=== Problem ===
Take the lines from the beginning of the data below through the line holding "shape is described" and return exactly those.

>>>

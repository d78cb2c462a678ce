//! Compact immutable labeled trees and the columnar machinery they stand on.
//!
//! Three pieces fit together:
//!
//! * [`IndexedBitSet`]: an immutable bit sequence with constant-time `rank`
//!   and indexed `select`, a small fixed overhead past the raw bits.
//! * [`Column`] and [`Layout`]: immutable columnar sequences whose physical
//!   shape is described by a composable layout algebra (dense primitives,
//!   products, disjunctions, options, transforms, nested rows), each with a
//!   compact big-endian wire form.
//! * [`Tree`] and [`FullBinaryTree`]: succinct tree encodings that keep the
//!   shape in bitsets and the labels in columns, navigated by rank.
//!
//! Everything is built once through a builder and immutable afterwards;
//! queries are pure, and node handles are cheap `(tree, index)` pairs.

pub mod binary_tree;
pub mod bits;
pub mod bitset;
mod bytes;
pub mod column;
pub mod error;
pub mod layout;
pub mod primitive;
pub mod sums;
pub mod transform;
pub mod tree;
pub mod tuple;
pub mod vector;

pub use binary_tree::{BinaryNode, BinaryNodeRef, BinaryTreeSource, FullBinaryTree, SourceNode};
pub use bitset::{IndexedBitSet, IndexedBitSetBuilder};
pub use column::{Column, HeapSize};
pub use error::{Error, Result};
pub use layout::{ColumnBuilder, Layout, UnitLayout, Value};
pub use primitive::{DenseLayout, Primitive};
pub use sums::either::EitherLayout;
pub use sums::option::OptionalLayout;
pub use transform::TransformedLayout;
pub use tree::{NodeRef, Tree, TreeSource};
pub use tuple::{Zip3Layout, ZipLayout};
pub use vector::RowsLayout;
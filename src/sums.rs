//! Columns for sum types: variants stored separately, addressed through a
//! rank bitset over the discriminants.

pub mod option {
    //! `Option` columns: present values stored densely behind a presence
    //! bitset.

    use std::any::Any;
    use std::io;

    use byteorder::{BigEndian, ReadBytesExt, WriteBytesExt};

    use crate::bitset::{IndexedBitSet, IndexedBitSetBuilder};
    use crate::column::{Column, Repr};
    use crate::error::{Error, Result};
    use crate::layout::{ColumnBuilder, Layout, Value};

    const OPTIONAL_TAG: u8 = 1;

    pub(crate) struct Options<A> {
        pub(crate) presence: IndexedBitSet,
        pub(crate) somes: Column<A>,
    }

    impl<A: 'static> Repr<Option<A>> for Options<A> {
        fn len(&self) -> usize {
            self.presence.len()
        }

        #[inline]
        fn get(&self, index: usize) -> Option<A> {
            if self.presence.contains(index) {
                Some(self.somes.get(self.presence.rank(index) - 1))
            } else {
                None
            }
        }

        fn heap_size(&self) -> (usize, usize) {
            let (pu, pc) = self.presence.heap_size();
            let (su, sc) = self.somes.heap_size();
            (pu + su, pc + sc)
        }

        fn as_any(&self) -> &dyn Any {
            self
        }
    }

    /// Lifts an inner layout over `Option`.
    #[derive(Clone)]
    pub struct OptionalLayout<L> {
        somes: L,
    }

    impl<L> OptionalLayout<L> {
        pub fn new(somes: L) -> Self {
            OptionalLayout { somes }
        }
    }

    pub struct OptionalBuilder<BA> {
        presence: IndexedBitSetBuilder,
        somes: BA,
    }

    impl<A: 'static, BA: ColumnBuilder<A>> ColumnBuilder<Option<A>> for OptionalBuilder<BA> {
        #[inline]
        fn push(&mut self, value: Option<A>) {
            match value {
                Some(value) => {
                    self.presence.push(true);
                    self.somes.push(value);
                }
                None => self.presence.push(false),
            }
        }

        fn extend_from_column(&mut self, column: &Column<Option<A>>) {
            match column.downcast_ref::<Options<A>>() {
                Some(options) => {
                    for bit in options.presence.iter() {
                        self.presence.push(bit);
                    }
                    self.somes.extend_from_column(&options.somes);
                }
                None => {
                    for index in 0..column.len() {
                        self.push(column.get(index));
                    }
                }
            }
        }

        fn clear(&mut self) {
            self.presence.clear();
            self.somes.clear();
        }

        fn finish(&mut self) -> Column<Option<A>> {
            Column::new(Options {
                presence: self.presence.finish(),
                somes: self.somes.finish(),
            })
        }
    }

    impl<A: 'static, L: Layout<A>> Layout<Option<A>> for OptionalLayout<L> {
        type Builder = OptionalBuilder<L::Builder>;

        fn new_builder(&self) -> Self::Builder {
            OptionalBuilder {
                presence: IndexedBitSetBuilder::new(),
                somes: self.somes.new_builder(),
            }
        }

        fn is_safe_to_cast(&self, column: &Column<Option<A>>) -> bool {
            match column.downcast_ref::<Options<A>>() {
                Some(options) => self.somes.is_safe_to_cast(&options.somes),
                None => false,
            }
        }

        fn write<W: io::Write>(&self, column: &Column<Option<A>>, sink: &mut W) -> Result<()> {
            let rebuilt;
            let column = if self.is_safe_to_cast(column) {
                column
            } else {
                rebuilt = self.rebuild(column);
                &rebuilt
            };
            let options = column
                .downcast_ref::<Options<A>>()
                .expect("optional column after rebuild");
            sink.write_u8(OPTIONAL_TAG)?;
            self.somes.write(&options.somes, sink)?;
            sink.write_u32::<BigEndian>(options.presence.len() as u32)?;
            options.presence.write_to(sink)
        }

        fn read<R: io::Read>(&self, source: &mut R) -> Result<Column<Option<A>>> {
            match source.read_u8()? {
                OPTIONAL_TAG => {
                    let somes = self.somes.read(source)?;
                    let len = source.read_u32::<BigEndian>()? as usize;
                    let presence = IndexedBitSet::read_from(source, len)?;
                    Ok(Column::new(Options { presence, somes }))
                }
                tag => Err(Error::UnknownTag(tag)),
            }
        }
    }

    impl<A: Value> Value for Option<A> {
        type Layout = OptionalLayout<A::Layout>;

        fn layout() -> Self::Layout {
            A::layout().optional()
        }
    }

}

pub mod either {
    //! Disjunction columns: left and right variants stored separately, with
    //! a discriminator bitset set for left.

    use std::any::Any;
    use std::io;

    use crate::bitset::{IndexedBitSet, IndexedBitSetBuilder};
    use crate::column::{Column, Repr};
    use crate::error::Result;
    use crate::layout::{ColumnBuilder, Layout, Value};

    pub(crate) struct Eithers<A, B, T> {
        pub(crate) tags: IndexedBitSet,
        pub(crate) lefts: Column<A>,
        pub(crate) rights: Column<B>,
        left_into: fn(A) -> T,
        right_into: fn(B) -> T,
    }

    impl<A: 'static, B: 'static, T: 'static> Repr<T> for Eithers<A, B, T> {
        fn len(&self) -> usize {
            self.tags.len()
        }

        #[inline]
        fn get(&self, index: usize) -> T {
            let rank = self.tags.rank(index);
            if self.tags.contains(index) {
                (self.left_into)(self.lefts.get(rank - 1))
            } else {
                (self.right_into)(self.rights.get(index - rank))
            }
        }

        fn heap_size(&self) -> (usize, usize) {
            let (tu, tc) = self.tags.heap_size();
            let (lu, lc) = self.lefts.heap_size();
            let (ru, rc) = self.rights.heap_size();
            (tu + lu + ru, tc + lc + rc)
        }

        fn as_any(&self) -> &dyn Any {
            self
        }
    }

    /// A disjunction of two layouts; values split by a pure function.
    pub struct EitherLayout<A, B, T, LA, LB> {
        lefts: LA,
        rights: LB,
        left_into: fn(A) -> T,
        right_into: fn(B) -> T,
        split: fn(T) -> std::result::Result<A, B>,
    }

    impl<A, B, T, LA, LB> EitherLayout<A, B, T, LA, LB> {
        pub fn new(
            lefts: LA,
            rights: LB,
            left_into: fn(A) -> T,
            right_into: fn(B) -> T,
            split: fn(T) -> std::result::Result<A, B>,
        ) -> Self {
            EitherLayout { lefts, rights, left_into, right_into, split }
        }
    }

    impl<A, B, T, LA: Clone, LB: Clone> Clone for EitherLayout<A, B, T, LA, LB> {
        fn clone(&self) -> Self {
            EitherLayout {
                lefts: self.lefts.clone(),
                rights: self.rights.clone(),
                left_into: self.left_into,
                right_into: self.right_into,
                split: self.split,
            }
        }
    }

    pub struct EitherBuilder<A, B, T, BA, BB> {
        tags: IndexedBitSetBuilder,
        lefts: BA,
        rights: BB,
        left_into: fn(A) -> T,
        right_into: fn(B) -> T,
        split: fn(T) -> std::result::Result<A, B>,
    }

    impl<A, B, T, BA, BB> ColumnBuilder<T> for EitherBuilder<A, B, T, BA, BB>
    where
        A: 'static,
        B: 'static,
        T: 'static,
        BA: ColumnBuilder<A>,
        BB: ColumnBuilder<B>,
    {
        #[inline]
        fn push(&mut self, value: T) {
            match (self.split)(value) {
                Ok(left) => {
                    self.tags.push(true);
                    self.lefts.push(left);
                }
                Err(right) => {
                    self.tags.push(false);
                    self.rights.push(right);
                }
            }
        }

        fn clear(&mut self) {
            self.tags.clear();
            self.lefts.clear();
            self.rights.clear();
        }

        fn finish(&mut self) -> Column<T> {
            Column::new(Eithers {
                tags: self.tags.finish(),
                lefts: self.lefts.finish(),
                rights: self.rights.finish(),
                left_into: self.left_into,
                right_into: self.right_into,
            })
        }
    }

    impl<A, B, T, LA, LB> Layout<T> for EitherLayout<A, B, T, LA, LB>
    where
        A: 'static,
        B: 'static,
        T: 'static,
        LA: Layout<A>,
        LB: Layout<B>,
    {
        type Builder = EitherBuilder<A, B, T, LA::Builder, LB::Builder>;

        fn new_builder(&self) -> Self::Builder {
            EitherBuilder {
                tags: IndexedBitSetBuilder::new(),
                lefts: self.lefts.new_builder(),
                rights: self.rights.new_builder(),
                left_into: self.left_into,
                right_into: self.right_into,
                split: self.split,
            }
        }

        fn is_safe_to_cast(&self, column: &Column<T>) -> bool {
            match column.downcast_ref::<Eithers<A, B, T>>() {
                Some(eithers) => {
                    self.lefts.is_safe_to_cast(&eithers.lefts)
                        && self.rights.is_safe_to_cast(&eithers.rights)
                }
                None => false,
            }
        }

        fn write<W: io::Write>(&self, column: &Column<T>, sink: &mut W) -> Result<()> {
            let rebuilt;
            let column = if self.is_safe_to_cast(column) {
                column
            } else {
                rebuilt = self.rebuild(column);
                &rebuilt
            };
            let eithers = column
                .downcast_ref::<Eithers<A, B, T>>()
                .expect("disjunction column after rebuild");
            self.lefts.write(&eithers.lefts, sink)?;
            self.rights.write(&eithers.rights, sink)?;
            eithers.tags.write_to(sink)
        }

        fn read<R: io::Read>(&self, source: &mut R) -> Result<Column<T>> {
            let lefts = self.lefts.read(source)?;
            let rights = self.rights.read(source)?;
            let tags = IndexedBitSet::read_from(source, lefts.len() + rights.len())?;
            Ok(Column::new(Eithers {
                tags,
                lefts,
                rights,
                left_into: self.left_into,
                right_into: self.right_into,
            }))
        }
    }

    impl<A: Value, B: Value> Value for std::result::Result<A, B> {
        type Layout = EitherLayout<A, B, Self, A::Layout, B::Layout>;

        fn layout() -> Self::Layout {
            A::layout().either(B::layout(), Ok, Err, |value| value)
        }
    }

    #[cfg(test)]
    mod test {
        use super::*;

        #[test]
        fn variants_split_by_discriminator() {
            let layout = std::result::Result::<i32, String>::layout();
            let values: Vec<std::result::Result<i32, String>> =
                vec![Ok(1), Err("a".to_string()), Ok(2), Err("b".to_string())];
            let mut builder = layout.new_builder();
            for value in values.iter().cloned() {
                builder.push(value);
            }
            let column = builder.finish();

            let eithers = column.downcast_ref::<Eithers<i32, String, std::result::Result<i32, String>>>().unwrap();
            assert_eq!(eithers.tags.iter().collect::<Vec<_>>(), vec![true, false, true, false]);
            assert_eq!(eithers.lefts.iter().collect::<Vec<_>>(), vec![1, 2]);
            assert_eq!(
                eithers.rights.iter().collect::<Vec<_>>(),
                vec!["a".to_string(), "b".to_string()]
            );
            assert_eq!(column.iter().collect::<Vec<_>>(), values);
        }

        #[test]
        fn round_trip() {
            let layout = std::result::Result::<i32, String>::layout();
            let values: Vec<std::result::Result<i32, String>> =
                (0..100).map(|i| if i % 3 == 0 { Ok(i) } else { Err(format!("e{i}")) }).collect();
            let mut builder = layout.new_builder();
            for value in values.iter().cloned() {
                builder.push(value);
            }
            let column = builder.finish();
            assert!(layout.is_safe_to_cast(&column));

            let mut buffer = Vec::new();
            layout.write(&column, &mut buffer).unwrap();
            let read = layout.read(&mut buffer.as_slice()).unwrap();
            assert_eq!(read, column);
        }

        #[test]
        fn one_sided_round_trips() {
            let layout = std::result::Result::<i64, bool>::layout();
            let mut builder = layout.new_builder();
            for i in 0..20 {
                builder.push(Ok(i));
            }
            let column = builder.finish();
            let mut buffer = Vec::new();
            layout.write(&column, &mut buffer).unwrap();
            let read = layout.read(&mut buffer.as_slice()).unwrap();
            assert_eq!(read, column);
        }
    }
}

<<<

=== Result of the exercise ===
repository d78cb2c462a678ce
//! Compact immutable labeled trees and the columnar machinery they stand on.
//!
//! Three pieces fit together:
//!
//! * [`IndexedBitSet`]: an immutable bit sequence with constant-time `rank`
//!   and indexed `select`, a small fixed overhead past the raw bits.
//! * [`Column`] and [`Layout`]: immutable columnar sequences whose physical
//!   shape is described by a composable layout algebra (dense primitives,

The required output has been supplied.